An Islamist suicide bomber blew himself up in northern Mali on Friday, the first such attack in the country, while rival factions of the Malian army clashed in the capital, Bamako.
The bomber rode a motorcycle up to an army checkpoint in Gao, the largest town in the north and only recently recaptured from the Islamists. He detonated an explosive belt, wounding one soldier, an officer said.
It was part of a new guerrilla campaign in response to a French-led offensive that drove the extremists from their northern strongholds into the remote northeast, where troops seized the strategic oasis town of Tessalit on Friday.
The young Tuareg, dressed as a paramilitary officer, was also carrying a larger bomb that failed to detonate.
A spokesman for The Movement for Oneness and Jihad in West Africa (MUJAO) said it had carried out the bombing.
“We claim today’s attack against the Malian soldiers who chose the side of the miscreants, the enemies of Islam,” MUJAO spokesman Abou Walid Sahraoui said, vowing further attacks.
MUJAO is one of a trio of Islamist groups that occupied northern Mali for 10 months before France sent in fighter jets, attack helicopters and 4,000 troops to drive them out.
Despite the success of the French operation, Mali’s military remain weak and divided, a situation highlighted by a gunfight in Bamako between rival troops.
The firefight erupted after paratroopers loyal to former Malian president Amadou Toumani Toure — who was ousted in a coup in March last year —fired into the air to protest an order absorbing them into other units to be sent to the frontline.
Two adolescents were killed and 13 people were wounded in the clash at the paratroopers’ camp, state media said. Interim Malian President Dioncounda Traore reprimanded the military over the incident.
The fighting overshadowed the arrival of 70 EU military trainers, the first of what is to be a 500-strong mission tasked with whipping the Malian army into shape.

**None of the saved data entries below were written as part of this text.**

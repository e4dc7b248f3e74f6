//! ClaML document model.
//!
//! This module provides the in-memory representation of a parsed ClaML file:
//! metadata, class and rubric kind declarations, modifier classes and classes.
//! A document is read once and never mutated by the transformation.

use crate::Label;

/// A parsed ClaML document.
#[derive(Debug, Clone, PartialEq, Eq, Default)]
#[cfg_attr(feature = "serde", derive(serde::Serialize, serde::Deserialize))]
pub struct ClamlDocument {
    /// `Identifier` elements in document order.
    pub identifiers: Vec<Identifier>,
    /// The `Title` element, if present.
    pub title: Option<Title>,
    /// Declared class kinds.
    pub class_kinds: Vec<ClassKind>,
    /// Declared rubric kinds.
    pub rubric_kinds: Vec<RubricKind>,
    /// Modifier classes in document order.
    pub modifier_classes: Vec<ModifierClass>,
    /// Classes in document order.
    pub classes: Vec<Class>,
}

impl ClamlDocument {
    /// Creates an empty document.
    pub fn new() -> Self {
        Self::default()
    }

    /// Looks up a rubric kind by name.
    pub fn rubric_kind(&self, name: &str) -> Option<&RubricKind> {
        self.rubric_kinds.iter().find(|rk| rk.name == name)
    }

    /// Returns true if a class kind with this name is declared.
    pub fn has_class_kind(&self, name: &str) -> bool {
        self.class_kinds.iter().any(|ck| ck.name == name)
    }
}

/// A `Meta` name/value entry.
#[derive(Debug, Clone, PartialEq, Eq)]
#[cfg_attr(feature = "serde", derive(serde::Serialize, serde::Deserialize))]
pub struct Meta {
    /// Entry name.
    pub name: String,
    /// Entry value.
    pub value: String,
}

impl Meta {
    /// Creates a meta entry.
    pub fn new(name: impl Into<String>, value: impl Into<String>) -> Self {
        Self {
            name: name.into(),
            value: value.into(),
        }
    }
}

/// An `Identifier` element.
#[derive(Debug, Clone, PartialEq, Eq)]
#[cfg_attr(feature = "serde", derive(serde::Serialize, serde::Deserialize))]
pub struct Identifier {
    /// Issuing authority.
    pub authority: Option<String>,
    /// Unique identifier value.
    pub uid: String,
}

/// The `Title` element.
#[derive(Debug, Clone, PartialEq, Eq, Default)]
#[cfg_attr(feature = "serde", derive(serde::Serialize, serde::Deserialize))]
pub struct Title {
    /// Short computer-friendly name (`name` attribute).
    pub name: Option<String>,
    /// Business version (`version` attribute).
    pub version: Option<String>,
    /// Publication date (`date` attribute).
    pub date: Option<String>,
    /// Human-readable title text.
    pub content: String,
}

/// A `ClassKind` declaration.
#[derive(Debug, Clone, PartialEq, Eq)]
#[cfg_attr(feature = "serde", derive(serde::Serialize, serde::Deserialize))]
pub struct ClassKind {
    /// Kind name, referenced by `Class/@kind`.
    pub name: String,
    /// Human-readable displays.
    pub displays: Vec<String>,
}

/// A `RubricKind` declaration.
#[derive(Debug, Clone, PartialEq, Eq)]
#[cfg_attr(feature = "serde", derive(serde::Serialize, serde::Deserialize))]
pub struct RubricKind {
    /// Kind name, referenced by `Rubric/@kind`.
    pub name: String,
    /// Human-readable displays.
    pub displays: Vec<String>,
    /// Whether rubrics of this kind are inherited by subclasses.
    pub inherited: bool,
}

impl RubricKind {
    /// Creates a non-inherited rubric kind without displays.
    pub fn new(name: impl Into<String>) -> Self {
        Self {
            name: name.into(),
            displays: Vec::new(),
            inherited: false,
        }
    }
}

/// A `Rubric` attached to a class or modifier class.
#[derive(Debug, Clone, PartialEq, Eq)]
#[cfg_attr(feature = "serde", derive(serde::Serialize, serde::Deserialize))]
pub struct Rubric {
    /// Optional rubric identifier.
    pub id: Option<String>,
    /// Name of the referenced rubric kind.
    pub kind: String,
    /// Labels in document order.
    pub labels: Vec<Label>,
}

impl Rubric {
    /// Creates a rubric of the given kind.
    pub fn new(kind: impl Into<String>, labels: Vec<Label>) -> Self {
        Self {
            id: None,
            kind: kind.into(),
            labels,
        }
    }
}

/// A `ModifiedBy` reference on a class.
#[derive(Debug, Clone, PartialEq, Eq)]
#[cfg_attr(feature = "serde", derive(serde::Serialize, serde::Deserialize))]
pub struct ModifiedBy {
    /// Code of the modifier group.
    pub code: String,
    /// When false, only `valid_modifier_classes` apply.
    pub all: bool,
    /// Codes of the allowed modifier classes (`ValidModifierClass`).
    pub valid_modifier_classes: Vec<String>,
}

impl ModifiedBy {
    /// Creates a reference applying every class of the modifier group.
    pub fn all(code: impl Into<String>) -> Self {
        Self {
            code: code.into(),
            all: true,
            valid_modifier_classes: Vec::new(),
        }
    }

    /// Creates a reference restricted to the listed modifier classes.
    pub fn only<I, S>(code: impl Into<String>, valid: I) -> Self
    where
        I: IntoIterator<Item = S>,
        S: Into<String>,
    {
        Self {
            code: code.into(),
            all: false,
            valid_modifier_classes: valid.into_iter().map(Into::into).collect(),
        }
    }

    /// Returns true if the modifier class with this code may be applied.
    pub fn allows(&self, modifier_class_code: &str) -> bool {
        self.all
            || self
                .valid_modifier_classes
                .iter()
                .any(|c| c == modifier_class_code)
    }
}

/// A `ModifierClass`: one qualifier variant of a modifier group.
#[derive(Debug, Clone, PartialEq, Eq, Default)]
#[cfg_attr(feature = "serde", derive(serde::Serialize, serde::Deserialize))]
pub struct ModifierClass {
    /// Code of the owning modifier group (`modifier` attribute).
    pub modifier: String,
    /// Code of this variant, appended to a class code when applied.
    pub code: String,
    /// `Meta` entries.
    pub meta: Vec<Meta>,
    /// Rubrics in document order.
    pub rubrics: Vec<Rubric>,
}

impl ModifierClass {
    /// Returns the suffix appended to a class code.
    pub fn suffix(&self) -> &str {
        &self.code
    }

    /// Returns the values of all meta entries with the given name.
    pub fn meta_values<'a>(&'a self, name: &'a str) -> impl Iterator<Item = &'a str> + 'a {
        self.meta
            .iter()
            .filter(move |m| m.name == name)
            .map(|m| m.value.as_str())
    }
}

/// A `Class`: one concept of the classification.
#[derive(Debug, Clone, PartialEq, Eq, Default)]
#[cfg_attr(feature = "serde", derive(serde::Serialize, serde::Deserialize))]
pub struct Class {
    /// Class code, unique within the document.
    pub code: String,
    /// Class kind name.
    pub kind: Option<String>,
    /// `SuperClass` codes in document order.
    pub super_classes: Vec<String>,
    /// `SubClass` codes in document order.
    pub sub_classes: Vec<String>,
    /// `ModifiedBy` references in declaration order.
    pub modified_by: Vec<ModifiedBy>,
    /// Modifier group codes excluded for this class.
    pub exclude_modifiers: Vec<String>,
    /// Rubrics in document order.
    pub rubrics: Vec<Rubric>,
}

impl Class {
    /// Creates a class with a code and kind.
    pub fn new(code: impl Into<String>, kind: Option<&str>) -> Self {
        Self {
            code: code.into(),
            kind: kind.map(str::to_string),
            ..Default::default()
        }
    }
}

French General Francois Lecointre, leading the mission, said there was “a real need to recreate the Malian army, which is in a state of advanced disrepair.”
After announcing plans to start withdrawing in March, France on Wednesday called for a UN peacekeeping force to take over, incorporating about 6,000 African troops slowly being deployed.
However, UN Secretary-General Ban Ki-moon voiced alarm at the growing insurgency and warned it would take weeks for the Security Council to decide if it was safe enough for a UN force to move in.
Continuing their advance on Friday, French special forces parachuted into the airport at Tessalit, near the Algerian border in the far northeast, the army said.
Along with Chadian troops, they sought to flush the Islamists out of hiding in the Adrar des Ifoghas mountains, where they are believed to have fled with seven French hostages.